ACM Neto promete reajuste salarial para policiais e critica efetivo da segurança na Bahia
Candidato do União Brasil afirmou que pretende revisar plano de cargos e investir em tecnologia para reforçar o combate à violência.

O candidato ao Governo da Bahia pelo União Brasil, ACM Neto, afirmou que a segurança pública será a principal prioridade de sua campanha eleitoral. A declaração foi feita nesta segunda-feira (3), durante sabatina promovida pela TV Aratu.
Ao responder a um questionamento do apresentador Marcelo Castro, do programa Alô Juca, sobre a remuneração dos policiais militares e civis, o ex-prefeito de Salvador defendeu a valorização da categoria e anunciou propostas voltadas para o fortalecimento das forças de segurança.

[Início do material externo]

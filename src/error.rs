/// Crate-level error type for the tremor onset detection library.
#[derive(Debug, thiserror::Error)]
pub enum Error {
    /// Invalid parameter value.
    #[error("invalid parameter `{name}`: got {value}, {reason}")]
    InvalidParameter {
        name: &'static str,
        value: String,
        reason: String,
    },

    /// A required dimension is zero or invalid.
    #[error("invalid size for `{name}`: {value} ({reason})")]
    InvalidSize {
        name: &'static str,
        value: usize,
        reason: &'static str,
    },

    /// Signal data is empty when a non-empty signal was required.
    #[error("signal data is empty")]
    EmptySignal,

    /// The low-pass cutoff does not normalize into the open interval (0, 1).
    #[error("invalid cutoff frequency {cutoff_hz} Hz for sample rate {sample_rate_hz} Hz")]
    InvalidCutoff { cutoff_hz: f64, sample_rate_hz: f64 },

    /// Signal is too short for forward-backward filtering with edge padding.
    #[error("signal of length {len} is too short for filtering (needs more than {min} samples)")]
    SignalTooShort { len: usize, min: usize },

    /// Landscape tag with no cutoff mapping.
    #[error("unknown landscape `{0}` (expected `lunar` or `mars`)")]
    UnknownLandscape(String),

    /// Trace has too few samples to estimate a sample rate.
    #[error("trace `{id}` has insufficient data ({len} samples)")]
    InsufficientData { id: String, len: usize },

    /// Trace time axis and sample vector disagree in length.
    #[error("trace `{id}` has {times} time stamps but {samples} samples")]
    LengthMismatch {
        id: String,
        times: usize,
        samples: usize,
    },

    /// A result row lacks a field the metrics require.
    #[error("result `{id}` is missing `{field}`")]
    MissingField { id: String, field: &'static str },

    /// Metrics were requested over an empty result table.
    #[error("no results to compute metrics over")]
    EmptyResults,
}

/// Convenience Result type for tremor operations.
pub type Result<T> = std::result::Result<T, Error>;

“O tema mais importante dessa campanha é a segurança pública”, afirmou.
Reajuste salarial e novo plano de carreira
Durante a entrevista, ACM Neto destacou os índices de violência registrados na Bahia e disse que a redução da criminalidade passa pela valorização dos profissionais da segurança.
“Cinco das cidades mais violentas do país estão na Bahia. Quase seis mil pessoas morreram. Não há caminho para mudar esse horizonte que não seja através dos policiais”, declarou.
Entre as propostas apresentadas, o candidato citou a revisão dos salários e a criação de um novo plano de cargos e salários para policiais militares e civis.
“É preciso melhorar os salários, fazer a revisão dos salários e do plano de cargos. Também criar parcerias para que o policial tenha apoio em financiamentos imobiliários e melhores condições de trabalho”, afirmou.
Tecnologia e reforço no efetivo
ACM Neto também defendeu investimentos em tecnologia, acompanhamento contínuo das ações das forças policiais e definição de metas para aprimorar os resultados da segurança pública.
“É preciso dar suporte de tecnologia, realizar reuniões semanais, estabelecer metas e também cobrar resultados”, pontuou.
Ao comentar o atual cenário da segurança no estado, o candidato criticou a redução do efetivo policial e afirmou que os concursos públicos não foram suficientes para recompor o quadro de servidores.
“Hoje temos um efetivo menor do que há 20 anos. Os concursos realizados não conseguiram repor quem saiu. A Bahia é o estado que menos prende e menos condena”, concluiu.